ASSIGNED TASK >> Go through the records below and write each one out again unchanged.

──────── SUPPLIED DATA

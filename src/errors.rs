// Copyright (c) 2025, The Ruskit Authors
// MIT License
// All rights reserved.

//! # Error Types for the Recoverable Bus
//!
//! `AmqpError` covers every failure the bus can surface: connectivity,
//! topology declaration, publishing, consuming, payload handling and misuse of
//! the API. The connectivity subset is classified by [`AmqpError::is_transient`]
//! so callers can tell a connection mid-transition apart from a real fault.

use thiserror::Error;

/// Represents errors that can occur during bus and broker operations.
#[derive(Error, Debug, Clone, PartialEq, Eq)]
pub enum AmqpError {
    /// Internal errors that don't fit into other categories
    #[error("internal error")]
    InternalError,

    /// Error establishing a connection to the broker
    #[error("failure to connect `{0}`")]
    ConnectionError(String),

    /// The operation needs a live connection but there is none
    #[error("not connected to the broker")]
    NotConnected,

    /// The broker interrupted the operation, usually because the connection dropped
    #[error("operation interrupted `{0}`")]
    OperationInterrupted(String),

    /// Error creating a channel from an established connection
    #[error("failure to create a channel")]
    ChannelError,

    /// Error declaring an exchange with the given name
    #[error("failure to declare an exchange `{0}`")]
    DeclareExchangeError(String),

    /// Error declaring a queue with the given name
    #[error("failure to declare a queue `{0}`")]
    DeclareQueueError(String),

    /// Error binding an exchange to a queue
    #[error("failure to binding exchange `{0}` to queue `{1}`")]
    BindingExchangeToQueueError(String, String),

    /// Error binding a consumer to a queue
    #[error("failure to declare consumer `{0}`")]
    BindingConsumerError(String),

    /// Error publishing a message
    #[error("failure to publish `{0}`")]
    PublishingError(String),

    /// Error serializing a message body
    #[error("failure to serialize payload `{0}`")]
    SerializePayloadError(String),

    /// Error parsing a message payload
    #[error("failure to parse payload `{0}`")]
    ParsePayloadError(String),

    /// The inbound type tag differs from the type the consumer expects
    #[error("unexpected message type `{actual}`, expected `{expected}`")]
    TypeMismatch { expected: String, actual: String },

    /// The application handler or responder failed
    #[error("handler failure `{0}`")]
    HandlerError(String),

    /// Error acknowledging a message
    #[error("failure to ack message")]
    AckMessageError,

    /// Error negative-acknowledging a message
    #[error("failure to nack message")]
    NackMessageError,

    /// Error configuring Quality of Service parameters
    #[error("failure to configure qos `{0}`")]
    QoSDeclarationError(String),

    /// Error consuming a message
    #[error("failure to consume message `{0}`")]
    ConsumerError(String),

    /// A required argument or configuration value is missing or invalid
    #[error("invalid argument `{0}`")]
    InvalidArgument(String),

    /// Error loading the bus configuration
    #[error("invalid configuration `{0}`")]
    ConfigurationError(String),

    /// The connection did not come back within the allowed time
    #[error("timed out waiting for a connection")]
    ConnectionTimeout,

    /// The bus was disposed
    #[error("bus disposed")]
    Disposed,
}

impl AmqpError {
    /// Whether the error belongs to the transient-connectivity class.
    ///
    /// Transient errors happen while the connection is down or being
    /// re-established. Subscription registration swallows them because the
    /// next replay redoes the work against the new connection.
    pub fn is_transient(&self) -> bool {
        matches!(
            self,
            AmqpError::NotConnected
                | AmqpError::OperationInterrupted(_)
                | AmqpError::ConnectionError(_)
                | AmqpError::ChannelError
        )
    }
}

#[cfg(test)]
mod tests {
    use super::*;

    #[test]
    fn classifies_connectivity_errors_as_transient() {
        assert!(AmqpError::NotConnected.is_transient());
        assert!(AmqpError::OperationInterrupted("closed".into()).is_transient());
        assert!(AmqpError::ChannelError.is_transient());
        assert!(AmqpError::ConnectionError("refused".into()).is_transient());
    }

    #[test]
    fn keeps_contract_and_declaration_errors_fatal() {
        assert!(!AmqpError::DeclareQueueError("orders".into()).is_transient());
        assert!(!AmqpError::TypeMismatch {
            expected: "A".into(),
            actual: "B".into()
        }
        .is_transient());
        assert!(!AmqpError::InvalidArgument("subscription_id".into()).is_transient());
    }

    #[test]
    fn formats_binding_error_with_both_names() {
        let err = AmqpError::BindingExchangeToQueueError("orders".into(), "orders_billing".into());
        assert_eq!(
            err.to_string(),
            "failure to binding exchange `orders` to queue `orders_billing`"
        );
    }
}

────────────────

RESULT BELOW >>
filename src/errors.rs
// Copyright (c) 2025, The Ruskit Authors
// MIT License
// All rights reserved.

//! # Error Types for the Recoverable Bus
//!
//! `AmqpError` covers every failure the bus can surface: connectivity,
//! topology declaration, publishing, consuming, payload handling and misuse of
//! the API. The connectivity subset is classified by [`AmqpError::is_transient`]
//! so callers can tell a connection mid-transition apart from a real fault.

use thiserror::Error;

/// Represents errors that can occur during bus and broker operations.
#[derive(Error, Debug, Clone, PartialEq, Eq)]
pub enum AmqpError {
    /// Internal errors that don't fit into other categories
    #[error("internal error")]
    InternalError,

    /// Error establishing a connection to the broker
    #[error("failure to connect `{0}`")]
    ConnectionError(String),

    /// The operation needs a live connection but there is none
    #[error("not connected to the broker")]
    NotConnected,

    /// The broker interrupted the operation, usually because the connection dropped
    #[error("operation interrupted `{0}`")]
    OperationInterrupted(String),

    /// Error creating a channel from an established connection
    #[error("failure to create a channel")]
    ChannelError,

    /// Error declaring an exchange with the given name
    #[error("failure to declare an exchange `{0}`")]
    DeclareExchangeError(String),

    /// Error declaring a queue with the given name
    #[error("failure to declare a queue `{0}`")]
    DeclareQueueError(String),

    /// Error binding an exchange to a queue
    #[error("failure to binding exchange `{0}` to queue `{1}`")]
    BindingExchangeToQueueError(String, String),

    /// Error binding a consumer to a queue
    #[error("failure to declare consumer `{0}`")]
    BindingConsumerError(String),

    /// Error publishing a message
    #[error("failure to publish `{0}`")]
    PublishingError(String),

    /// Error serializing a message body
    #[error("failure to serialize payload `{0}`")]
    SerializePayloadError(String),

    /// Error parsing a message payload
    #[error("failure to parse payload `{0}`")]
    ParsePayloadError(String),

    /// The inbound type tag differs from the type the consumer expects
    #[error("unexpected message type `{actual}`, expected `{expected}`")]
    TypeMismatch { expected: String, actual: String },

    /// The application handler or responder failed
    #[error("handler failure `{0}`")]
    HandlerError(String),

    /// Error acknowledging a message
    #[error("failure to ack message")]
    AckMessageError,

    /// Error negative-acknowledging a message
    #[error("failure to nack message")]
    NackMessageError,

    /// Error configuring Quality of Service parameters
    #[error("failure to configure qos `{0}`")]
    QoSDeclarationError(String),

    /// Error consuming a message
    #[error("failure to consume message `{0}`")]
    ConsumerError(String),

    /// A required argument or configuration value is missing or invalid
    #[error("invalid argument `{0}`")]
    InvalidArgument(String),

    /// Error loading the bus configuration
    #[error("invalid configuration `{0}`")]
    ConfigurationError(String),

    /// The connection did not come back within the allowed time
    #[error("timed out waiting for a connection")]
    ConnectionTimeout,

    /// The bus was disposed
    #[error("bus disposed")]
    Disposed,
}

impl AmqpError {
    /// Whether the error belongs to the transient-connectivity class.
    ///
    /// Transient errors happen while the connection is down or being
    /// re-established. Subscription registration swallows them because the
    /// next replay redoes the work against the new connection.
    pub fn is_transient(&self) -> bool {
        matches!(
            self,
            AmqpError::NotConnected
                | AmqpError::OperationInterrupted(_)
                | AmqpError::ConnectionError(_)
                | AmqpError::ChannelError
        )
    }
}

#[cfg(test)]
mod tests {
    use super::*;

    #[test]
    fn classifies_connectivity_errors_as_transient() {
        assert!(AmqpError::NotConnected.is_transient());
        assert!(AmqpError::OperationInterrupted("closed".into()).is_transient());
        assert!(AmqpError::ChannelError.is_transient());
        assert!(AmqpError::ConnectionError("refused".into()).is_transient());
    }

    #[test]
    fn keeps_contract_and_declaration_errors_fatal() {
        assert!(!AmqpError::DeclareQueueError("orders".into()).is_transient());
        assert!(!AmqpError::TypeMismatch {
            expected: "A".into(),
            actual: "B".into()
        }
        .is_transient());
        assert!(!AmqpError::InvalidArgument("subscription_id".into()).is_transient());
    }

    #[test]
    fn formats_binding_error_with_both_names() {
        let err = AmqpError::BindingExchangeToQueueError("orders".into(), "orders_billing".into());
        assert_eq!(
            err.to_string(),
            "failure to binding exchange `orders` to queue `orders_billing`"
        );
    }
}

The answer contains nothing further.